The video and transcript below are excerpts from that webinar, titled “What Does 'Digital First' Mean for Behavioral Health and Can It Help Avoid The Mistakes of the Past?”  

The three panelists who joined Dr. Sekel are all builders of systems that deliver healthcare to large populations of people.

Panelists included Steve Blumenfield, Head of Strategy and Innovation for Willis Towers Watson’s Health & Benefits business in North America; Dr. Stuart Lustig, Cigna’s National Medical Executive for Behavioral Health; and Michael Thompson, the President and CEO of the National Alliance of Healthcare Purchaser Coalitions.

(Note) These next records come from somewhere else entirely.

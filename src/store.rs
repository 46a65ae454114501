use crate::calendar::{
    AcademicYearCalendar, CalendarPayload, EventOwner, EventPayload, EventType, SchoolEvent,
    SemesterCalendar, SemesterPayload,
};
use crate::db::now_timestamp;
use anyhow::anyhow;
use chrono::NaiveDate;
use rusqlite::{Connection, OptionalExtension};
use serde::Serialize;
use std::collections::HashSet;
use uuid::Uuid;

#[derive(Debug, Clone, Copy, Default, PartialEq, Eq, Serialize)]
#[serde(rename_all = "camelCase")]
pub struct ReplaceSummary {
    pub created: usize,
    pub updated: usize,
    pub deleted: usize,
}

pub fn load_calendar(conn: &Connection, calendar_id: &str) -> anyhow::Result<Option<AcademicYearCalendar>> {
    let year: Option<i32> = conn
        .query_row(
            "SELECT academic_year FROM academic_year_calendars WHERE id = ?",
            [calendar_id],
            |r| r.get(0),
        )
        .optional()?;
    match year {
        Some(y) => Ok(Some(load_full(conn, calendar_id, y)?)),
        None => Ok(None),
    }
}

pub fn load_calendar_for_year(
    conn: &Connection,
    academic_year: i32,
) -> anyhow::Result<Option<AcademicYearCalendar>> {
    let id: Option<String> = conn
        .query_row(
            "SELECT id FROM academic_year_calendars WHERE academic_year = ?",
            [academic_year],
            |r| r.get(0),
        )
        .optional()?;
    match id {
        Some(id) => Ok(Some(load_full(conn, &id, academic_year)?)),
        None => Ok(None),
    }
}

pub fn list_calendars(conn: &Connection) -> anyhow::Result<Vec<AcademicYearCalendar>> {
    let mut stmt = conn.prepare(
        "SELECT id, academic_year FROM academic_year_calendars ORDER BY academic_year DESC",
    )?;
    let headers = stmt
        .query_map([], |r| Ok((r.get::<_, String>(0)?, r.get::<_, i32>(1)?)))?
        .collect::<Result<Vec<_>, _>>()?;
    headers
        .into_iter()
        .map(|(id, year)| load_full(conn, &id, year))
        .collect()
}

fn load_full(conn: &Connection, calendar_id: &str, academic_year: i32) -> anyhow::Result<AcademicYearCalendar> {
    let mut first_semester = load_semester(conn, calendar_id, 1)?;
    let mut second_semester = load_semester(conn, calendar_id, 2)?;
    let mut year_events = Vec::new();

    for (owner, event) in load_events(conn, calendar_id)? {
        match owner {
            EventOwner::FirstSemester => first_semester.events.push(event),
            EventOwner::SecondSemester => second_semester.events.push(event),
            EventOwner::AcademicYear => year_events.push(event),
        }
    }

    Ok(AcademicYearCalendar {
        id: calendar_id.to_string(),
        academic_year,
        first_semester,
        second_semester,
        events: year_events,
    })
}

fn load_semester(conn: &Connection, calendar_id: &str, position: i64) -> anyhow::Result<SemesterCalendar> {
    conn.query_row(
        "SELECT id, starts_at, ends_at, weeks_count, working_weeks_count
         FROM semester_calendars
         WHERE calendar_id = ? AND position = ?",
        (calendar_id, position),
        |r| {
            Ok(SemesterCalendar {
                id: r.get(0)?,
                starts_at: r.get(1)?,
                ends_at: r.get(2)?,
                weeks_count: r.get(3)?,
                working_weeks_count: r.get(4)?,
                events: Vec::new(),
            })
        },
    )
    .optional()?
    .ok_or_else(|| anyhow!("calendar {} is missing semester {}", calendar_id, position))
}

fn load_events(conn: &Connection, calendar_id: &str) -> anyhow::Result<Vec<(EventOwner, SchoolEvent)>> {
    let mut stmt = conn.prepare(
        "SELECT id, owner, event_type, name, starts_at, ends_at
         FROM school_events
         WHERE calendar_id = ?
         ORDER BY starts_at, rowid",
    )?;
    let rows = stmt
        .query_map([calendar_id], |r| {
            Ok((
                r.get::<_, String>(0)?,
                r.get::<_, String>(1)?,
                r.get::<_, String>(2)?,
                r.get::<_, String>(3)?,
                r.get::<_, NaiveDate>(4)?,
                r.get::<_, NaiveDate>(5)?,
            ))
        })?
        .collect::<Result<Vec<_>, _>>()?;

    let mut out = Vec::with_capacity(rows.len());
    for (id, owner_raw, type_raw, name, starts_at, ends_at) in rows {
        let owner = EventOwner::parse(&owner_raw)
            .ok_or_else(|| anyhow!("event {} has unknown owner {}", id, owner_raw))?;
        let event_type = EventType::parse(&type_raw)
            .ok_or_else(|| anyhow!("event {} has unknown type {}", id, type_raw))?;
        out.push((
            owner,
            SchoolEvent {
                id,
                event_type,
                name,
                starts_at,
                ends_at,
            },
        ));
    }
    Ok(out)
}

/// Inserts a new calendar with both semesters and all events. The payload
/// must already be validated; run inside a transaction.
pub fn insert_calendar(
    conn: &Connection,
    academic_year: i32,
    payload: &CalendarPayload,
) -> anyhow::Result<String> {
    let calendar_id = Uuid::new_v4().to_string();
    let now = now_timestamp();
    conn.execute(
        "INSERT INTO academic_year_calendars(id, academic_year, created_at, updated_at)
         VALUES(?, ?, ?, ?)",
        (&calendar_id, academic_year, &now, &now),
    )?;

    let first_id = Uuid::new_v4().to_string();
    let second_id = Uuid::new_v4().to_string();
    insert_semester(conn, &calendar_id, &first_id, 1, &payload.first_semester)?;
    insert_semester(conn, &calendar_id, &second_id, 2, &payload.second_semester)?;

    for (owner, events) in payload.collections() {
        let semester_id = semester_id_for(owner, &first_id, &second_id);
        for ev in events {
            insert_event(conn, &calendar_id, owner, semester_id, ev)?;
        }
    }
    Ok(calendar_id)
}

/// Replaces semesters and the full event set of `existing` with `payload`.
///
/// Events carrying an id are updated in place (possibly moving between
/// collections), events without one are inserted, and stored events missing
/// from the payload are deleted. The payload must already be validated
/// against `existing`; run inside a transaction.
pub fn replace_calendar(
    conn: &Connection,
    existing: &AcademicYearCalendar,
    payload: &CalendarPayload,
) -> anyhow::Result<ReplaceSummary> {
    let mut summary = ReplaceSummary::default();
    let first_id = existing.first_semester.id.as_str();
    let second_id = existing.second_semester.id.as_str();

    update_semester(conn, first_id, &payload.first_semester)?;
    update_semester(conn, second_id, &payload.second_semester)?;

    let keep: HashSet<&str> = payload
        .collections()
        .into_iter()
        .flat_map(|(_, events)| events.iter().filter_map(|e| e.id.as_deref()))
        .collect();
    for (_, stored) in existing.all_events() {
        if !keep.contains(stored.id.as_str()) {
            conn.execute(
                "DELETE FROM school_events WHERE id = ? AND calendar_id = ?",
                (&stored.id, &existing.id),
            )?;
            summary.deleted += 1;
        }
    }

    for (owner, events) in payload.collections() {
        let semester_id = semester_id_for(owner, first_id, second_id);
        for ev in events {
            match ev.id.as_deref() {
                Some(id) => {
                    let changed = conn.execute(
                        "UPDATE school_events
                         SET owner = ?, semester_id = ?, event_type = ?, name = ?,
                             starts_at = ?, ends_at = ?
                         WHERE id = ? AND calendar_id = ?",
                        (
                            owner.as_str(),
                            semester_id,
                            ev.event_type.as_str(),
                            ev.display_name(),
                            ev.starts_at,
                            ev.ends_at,
                            id,
                            &existing.id,
                        ),
                    )?;
                    if changed != 1 {
                        return Err(anyhow!("event {} does not belong to calendar {}", id, existing.id));
                    }
                    summary.updated += 1;
                }
                None => {
                    insert_event(conn, &existing.id, owner, semester_id, ev)?;
                    summary.created += 1;
                }
            }
        }
    }

    conn.execute(
        "UPDATE academic_year_calendars SET updated_at = ? WHERE id = ?",
        (now_timestamp(), &existing.id),
    )?;
    Ok(summary)
}

fn semester_id_for<'a>(owner: EventOwner, first_id: &'a str, second_id: &'a str) -> Option<&'a str> {
    match owner {
        EventOwner::FirstSemester => Some(first_id),
        EventOwner::SecondSemester => Some(second_id),
        EventOwner::AcademicYear => None,
    }
}

fn insert_semester(
    conn: &Connection,
    calendar_id: &str,
    semester_id: &str,
    position: i64,
    semester: &SemesterPayload,
) -> anyhow::Result<()> {
    let (weeks, working) = semester.week_counters();
    conn.execute(
        "INSERT INTO semester_calendars(
            id, calendar_id, position, starts_at, ends_at, weeks_count, working_weeks_count
         ) VALUES(?, ?, ?, ?, ?, ?, ?)",
        (
            semester_id,
            calendar_id,
            position,
            semester.starts_at,
            semester.ends_at,
            weeks,
            working,
        ),
    )?;
    Ok(())
}

fn update_semester(conn: &Connection, semester_id: &str, semester: &SemesterPayload) -> anyhow::Result<()> {
    let (weeks, working) = semester.week_counters();
    conn.execute(
        "UPDATE semester_calendars
         SET starts_at = ?, ends_at = ?, weeks_count = ?, working_weeks_count = ?
         WHERE id = ?",
        (
            semester.starts_at,
            semester.ends_at,
            weeks,
            working,
            semester_id,
        ),
    )?;
    Ok(())
}

fn insert_event(
    conn: &Connection,
    calendar_id: &str,
    owner: EventOwner,
    semester_id: Option<&str>,
    ev: &EventPayload,
) -> anyhow::Result<String> {
    let id = Uuid::new_v4().to_string();
    conn.execute(
        "INSERT INTO school_events(
            id, calendar_id, owner, semester_id, event_type, name, starts_at, ends_at
         ) VALUES(?, ?, ?, ?, ?, ?, ?, ?)",
        (
            &id,
            calendar_id,
            owner.as_str(),
            semester_id,
            ev.event_type.as_str(),
            ev.display_name(),
            ev.starts_at,
            ev.ends_at,
        ),
    )?;
    Ok(id)
}
use rusqlite::{Connection, OptionalExtension};
use std::path::Path;

pub const DB_FILE_NAME: &str = "schoolcal.sqlite3";

pub fn open_db(workspace: &Path) -> anyhow::Result<Connection> {
    std::fs::create_dir_all(workspace)?;
    let db_path = workspace.join(DB_FILE_NAME);
    let conn = Connection::open(db_path)?;
    conn.execute("PRAGMA foreign_keys = ON", [])?;

    conn.execute(
        "CREATE TABLE IF NOT EXISTS settings(
            key TEXT PRIMARY KEY,
            value_json TEXT NOT NULL
        )",
        [],
    )?;

    conn.execute(
        "CREATE TABLE IF NOT EXISTS academic_year_calendars(
            id TEXT PRIMARY KEY,
            academic_year INTEGER NOT NULL UNIQUE,
            created_at TEXT NOT NULL,
            updated_at TEXT NOT NULL
        )",
        [],
    )?;

    // position 1 = first semester, 2 = second semester.
    conn.execute(
        "CREATE TABLE IF NOT EXISTS semester_calendars(
            id TEXT PRIMARY KEY,
            calendar_id TEXT NOT NULL,
            position INTEGER NOT NULL,
            starts_at TEXT NOT NULL,
            ends_at TEXT NOT NULL,
            weeks_count INTEGER NOT NULL DEFAULT 0,
            working_weeks_count INTEGER NOT NULL DEFAULT 0,
            FOREIGN KEY(calendar_id) REFERENCES academic_year_calendars(id),
            UNIQUE(calendar_id, position)
        )",
        [],
    )?;

    conn.execute(
        "CREATE TABLE IF NOT EXISTS school_events(
            id TEXT PRIMARY KEY,
            calendar_id TEXT NOT NULL,
            owner TEXT NOT NULL,
            semester_id TEXT,
            event_type TEXT NOT NULL,
            name TEXT NOT NULL,
            starts_at TEXT NOT NULL,
            ends_at TEXT NOT NULL,
            FOREIGN KEY(calendar_id) REFERENCES academic_year_calendars(id),
            FOREIGN KEY(semester_id) REFERENCES semester_calendars(id)
        )",
        [],
    )?;
    conn.execute(
        "CREATE INDEX IF NOT EXISTS idx_school_events_calendar ON school_events(calendar_id)",
        [],
    )?;

    conn.execute(
        "CREATE TABLE IF NOT EXISTS study_classes(
            id TEXT PRIMARY KEY,
            school_unit_id TEXT NOT NULL,
            academic_year INTEGER NOT NULL,
            class_grade INTEGER NOT NULL,
            class_letter TEXT NOT NULL,
            track TEXT NOT NULL,
            UNIQUE(school_unit_id, academic_year, class_grade, class_letter)
        )",
        [],
    )?;
    conn.execute(
        "CREATE INDEX IF NOT EXISTS idx_study_classes_school ON study_classes(school_unit_id)",
        [],
    )?;

    conn.execute(
        "CREATE TABLE IF NOT EXISTS students(
            id TEXT PRIMARY KEY,
            class_id TEXT NOT NULL,
            full_name TEXT NOT NULL,
            sort_order INTEGER NOT NULL,
            FOREIGN KEY(class_id) REFERENCES study_classes(id)
        )",
        [],
    )?;
    conn.execute(
        "CREATE INDEX IF NOT EXISTS idx_students_class_sort ON students(class_id, sort_order)",
        [],
    )?;
    ensure_students_behavior_grade(&conn)?;

    conn.execute(
        "CREATE TABLE IF NOT EXISTS catalog_grades(
            id TEXT PRIMARY KEY,
            student_id TEXT NOT NULL,
            subject TEXT NOT NULL,
            semester INTEGER NOT NULL,
            grade INTEGER NOT NULL,
            taken_at TEXT NOT NULL,
            created_at TEXT NOT NULL,
            FOREIGN KEY(student_id) REFERENCES students(id)
        )",
        [],
    )?;
    conn.execute(
        "CREATE INDEX IF NOT EXISTS idx_catalog_grades_student ON catalog_grades(student_id)",
        [],
    )?;

    conn.execute(
        "CREATE TABLE IF NOT EXISTS catalog_absences(
            id TEXT PRIMARY KEY,
            student_id TEXT NOT NULL,
            subject TEXT NOT NULL,
            semester INTEGER NOT NULL,
            taken_at TEXT NOT NULL,
            is_founded INTEGER NOT NULL DEFAULT 0,
            created_at TEXT NOT NULL,
            FOREIGN KEY(student_id) REFERENCES students(id)
        )",
        [],
    )?;
    conn.execute(
        "CREATE INDEX IF NOT EXISTS idx_catalog_absences_student ON catalog_absences(student_id)",
        [],
    )?;

    Ok(conn)
}

pub fn settings_get_json(conn: &Connection, key: &str) -> anyhow::Result<Option<serde_json::Value>> {
    let raw: Option<String> = conn
        .query_row(
            "SELECT value_json FROM settings WHERE key = ?",
            [key],
            |r| r.get(0),
        )
        .optional()?;
    match raw {
        Some(s) => Ok(Some(serde_json::from_str(&s)?)),
        None => Ok(None),
    }
}

pub fn settings_set_json(
    conn: &Connection,
    key: &str,
    value: &serde_json::Value,
) -> anyhow::Result<()> {
    conn.execute(
        "INSERT INTO settings(key, value_json) VALUES(?, ?)
         ON CONFLICT(key) DO UPDATE SET value_json = excluded.value_json",
        (key, serde_json::to_string(value)?),
    )?;
    Ok(())
}

// Workspaces created before behavior grades were tracked lack the column.
fn ensure_students_behavior_grade(conn: &Connection) -> anyhow::Result<()> {
    if table_has_column(conn, "students", "behavior_grade")? {
        return Ok(());
    }
    conn.execute(
        "ALTER TABLE students ADD COLUMN behavior_grade INTEGER NOT NULL DEFAULT 10",
        [],
    )?;
    Ok(())
}

fn table_has_column(conn: &Connection, table: &str, column: &str) -> anyhow::Result<bool> {
    let sql = format!("PRAGMA table_info({})", table);
    let mut stmt = conn.prepare(&sql)?;
    let mut rows = stmt.query([])?;
    while let Some(row) = rows.next()? {
        let name: String = row.get(1)?;
        if name == column {
            return Ok(true);
        }
    }
    Ok(false)
}

pub fn now_timestamp() -> String {
    chrono::Utc::now().to_rfc3339()
}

In this excerpt from their discussion, the panelists discuss the importance of assessing patients early and often in order to know what treatments are working and if they are getting better. 

The complete webinar is available here.

Webinar Excerpt Transcript

Dr. Andy Sekel: This system is a highway that at the front end is choice. We present to you: Would you like a digital solution that's immediate? Are you opposed to that? Or would you really like to see someone in person? And the highway is open to any provider that qualifies.

And the notion is, to go back to Michael's comment, the notion is to do assessment at the beginning. If you're appropriate for digital, to present that as an option. And that might take very different forms. You might decide, “Hey, I'll do it at Talkspace as texts,” or you might decide “I'm fine with doing it through software with Twill.”

And give assessments on a regular basis so that people are asked through really very simple questions: Are you better? Are you worse? What's happening with you? And then make some decisions about how to guide them.

In this system, you track people through their entire journey of care. And we're trying to provide a platform that allows different companies to be involved in it in a way that sets the stage for this kind of journey and not exclude anyone that's at a qualified provider, but include them as part of that journey.

But I think the question we really have to answer in the long run—and digital will help to get data—how come this stuff works for a lot of people, but not for some. CBT, for example, is a very good intervention—it works for a majority of people, but it still doesn't work for some.

So we have to catch the people that it doesn't work for and make sure that we're providing them an alternative way of getting care. Thoughts about that?

Michael Thompson: You know, all of you are probably more clinically knowledgeable than I am, but what I have learned through personal experience and otherwise is that this is an area where heterogeneity is the rule, not the exception, right? You can’t expect one thing is always going to work for every individual, whether that's a CBT digital therapy or a medication.

And because of that, we need to be adaptable to try to help people to get to the right answer faster, because you'll lose them if you don't. And literally lose them if you're too callous in that discussion.

Mike Thompson QuoteAnd so in behavioral health, I think understanding what's having an impact, trying to work towards best fit early, get to the right answer faster, is really the way to get them to the best outcome faster, which actually ends up saving money in the long run.